He treats unworthily the Word of God, who debases himself to the childish amplifications of petty sub­jects, and to meer trifles, amongst the great number of important mat­ters which furnish our Religion; [Page 121]following the example of those trifling Preachers, who spend their Zeal against Paintings, Garnitures, Dresses, and other vanities of Wo­men. A good man begins by throw­ing a terror into our Souls, by a re­membrance of the Judgments of God, and making us tremble by proclaiming the dreadful conse­quences of our Sins; this is the most powerful means to extirpate Luxury, and the most capable to introduce Modesty in our Habits and Behaviour: He does but trifle, that thinks to effect it any other way. And in truth, in so great and rich abundance of great matters which the Gospel affords, he must have a very low spirit who can stay and busie himself about such trivial subjects. I know not by what un­happiness our Preachers become so nugatory in the great subjects they have to treat; when the antient Pagans were even great and eleva­ted [Page 122]in the least things that they had to say.

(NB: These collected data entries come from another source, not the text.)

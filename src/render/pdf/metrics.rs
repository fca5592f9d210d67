//! Approximate Helvetica metrics for line wrapping.
//!
//! Widths are the standard base-14 Helvetica advance widths in 1/1000 em for
//! printable ASCII. Anything else gets the width of a digit. Bold text is
//! scaled up slightly instead of carrying a second table.

const HELVETICA_ASCII: [u16; 95] = [
    278, 278, 355, 556, 556, 889, 667, 191, 333, 333, 389, 584, 278, 333, 278, 278, // ' '..'/'
    556, 556, 556, 556, 556, 556, 556, 556, 556, 556, 278, 278, 584, 584, 584, 556, // '0'..'?'
    1015, 667, 667, 722, 722, 667, 611, 778, 722, 278, 500, 667, 556, 833, 722, 778, // '@'..'O'
    667, 778, 722, 667, 611, 722, 667, 944, 667, 667, 611, 278, 278, 278, 469, 556, // 'P'..'_'
    333, 556, 556, 500, 556, 556, 278, 556, 556, 222, 222, 500, 222, 833, 556, 556, // '`'..'o'
    556, 556, 333, 500, 278, 556, 500, 722, 500, 500, 500, 334, 260, 334, 584, // 'p'..'~'
];

const DEFAULT_WIDTH: u16 = 556;
const BOLD_SCALE: f32 = 1.08;
const MM_PER_POINT: f32 = 25.4 / 72.0;

fn char_width(c: char) -> u16 {
    let code = c as u32;
    if (32..127).contains(&code) {
        HELVETICA_ASCII[(code - 32) as usize]
    } else {
        DEFAULT_WIDTH
    }
}

/// Width of `text` in millimetres at `font_size` points.
pub fn text_width_mm(text: &str, font_size: f32, bold: bool) -> f32 {
    let units: u32 = text.chars().map(|c| u32::from(char_width(c))).sum();
    let scale = if bold { BOLD_SCALE } else { 1.0 };
    units as f32 / 1000.0 * font_size * scale * MM_PER_POINT
}

/// Split `text` into lines no wider than `max_width_mm`.
///
/// Explicit newlines always break (an empty paragraph yields an empty line);
/// within a paragraph words are packed greedily and a word wider than the
/// whole line is broken between characters.
pub fn wrap(text: &str, max_width_mm: f32, font_size: f32, bold: bool) -> Vec<String> {
    let fits = |s: &str| text_width_mm(s, font_size, bold) <= max_width_mm;
    let mut lines = Vec::new();

    for paragraph in text.split('\n') {
        let paragraph = paragraph.trim_end_matches('\r');
        let mut current = String::new();

        for word in paragraph.split(' ').filter(|w| !w.is_empty()) {
            let candidate = if current.is_empty() {
                word.to_string()
            } else {
                format!("{} {}", current, word)
            };
            if fits(&candidate) {
                current = candidate;
                continue;
            }

            if !current.is_empty() {
                lines.push(std::mem::take(&mut current));
            }
            if fits(word) {
                current = word.to_string();
                continue;
            }

            for c in word.chars() {
                current.push(c);
                if !fits(&current) && current.chars().count() > 1 {
                    current.pop();
                    lines.push(std::mem::take(&mut current));
                    current.push(c);
                }
            }
        }

        lines.push(current);
    }

    lines
}

#[cfg(test)]
mod tests {
    use super::*;

    #[test]
    fn test_width_scales_with_font_size() {
        let small = text_width_mm("Hello", 10.0, false);
        let large = text_width_mm("Hello", 20.0, false);
        assert!((large - 2.0 * small).abs() < 1e-4);
        assert!(text_width_mm("Hello", 10.0, true) > small);
    }

    #[test]
    fn test_short_text_is_one_line() {
        assert_eq!(wrap("Project Name: EcoTrack", 170.0, 12.0, true), vec!["Project Name: EcoTrack"]);
    }

    #[test]
    fn test_long_text_wraps_at_word_boundaries() {
        let text = "word ".repeat(80);
        let lines = wrap(text.trim(), 170.0, 11.0, false);
        assert!(lines.len() > 1);
        for line in &lines {
            assert!(text_width_mm(line, 11.0, false) <= 170.0);
            assert!(!line.starts_with(' ') && !line.ends_with(' '));
        }
        let rejoined = lines.join(" ");
        assert_eq!(rejoined, text.trim());
    }

    #[test]
    fn test_newlines_break_and_empty_paragraphs_are_kept() {
        assert_eq!(wrap("a\n\nb", 170.0, 11.0, false), vec!["a", "", "b"]);
    }

    #[test]
    fn test_overlong_word_is_split() {
        let word = "x".repeat(400);
        let lines = wrap(&word, 50.0, 11.0, false);
        assert!(lines.len() > 1);
        assert_eq!(lines.concat(), word);
    }
}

I am ashamed when I read the Oration of Eschines against Ctesi­phon, where that Orator makes shine with so much Art the power of a Pagan Eloquence in these Trifles. We (says he) are come to the Feast of Corbeils; the Victims are upon the Altars, the Sacrifice is ready, and you are all prepared to beg of the Gods what is necessary for the State: But consider before with what voice, with what spirit, and with what assurance you can pre­sent your Vows, if you leave the Impiety of those who have viola­ted their Mysteries, unpunish'd. See how much spirit, and how much greatness there is in solittle a sub­ject, in comparison of that languor and weakness of most part of our Preachers; who instead of being elevated by the Majesty and Great­ness of our Mysteries, amuse them­selves [Page 123]in little things, because they have not that force of spirit to fa­sten upon the greater; The grave and serious kind is the character most essential to the Pulpit, which admits of nothing that is low, cold, trivial, or childish; to obtain this he must imitate the Apostle, who in lieu of busying himself in the search of prophane Ornaments, made all his Art and all his Eloquence out of the continual meditation of the greatness of Jesus Christ: Non do­ctas fabulas seculi, notam fecimus no­bis Jesu Christi virtutem, speculatores facti illius magnitudinis.

§. 21.

The most refined and sublime matters are not the most proper for preaching; but on the contrary, those that are the most edifying and simple: For these reasons we ought to blame that extravagancy of wit [Page 124]which reigns in this age, and labours after curious designs, and ingenious distributions and division of dis­course, which gains so much appro­bation from the Ladies. Such was that division of the Preacher, who preaching on the suffering of our Saviour, thought he had acquitted himself very dexterously, when he had shown in two parts of his dis­course, The pleasures in sufferings, and the sufferings in pleasures. This affectation in discourse appears so childish, smells so much of the Schol­ler and Declamator, and so little of the gravity of the Pulpit, that it is pittied by every one who has the least use of their reason; for in those studied oppositions there is seldom any thing that is solid; though sometime possibly they may be witty, yet the parts are oftentimes comprehended the one in the other, when they are exactly discuss'd: And this contains but one and the [Page 125]same thing in effect, though they are two in appearance. Beside, they often weaken the Subject by this too curi­ous care to give it an agreeable variety, which would be more strong if it were more natural.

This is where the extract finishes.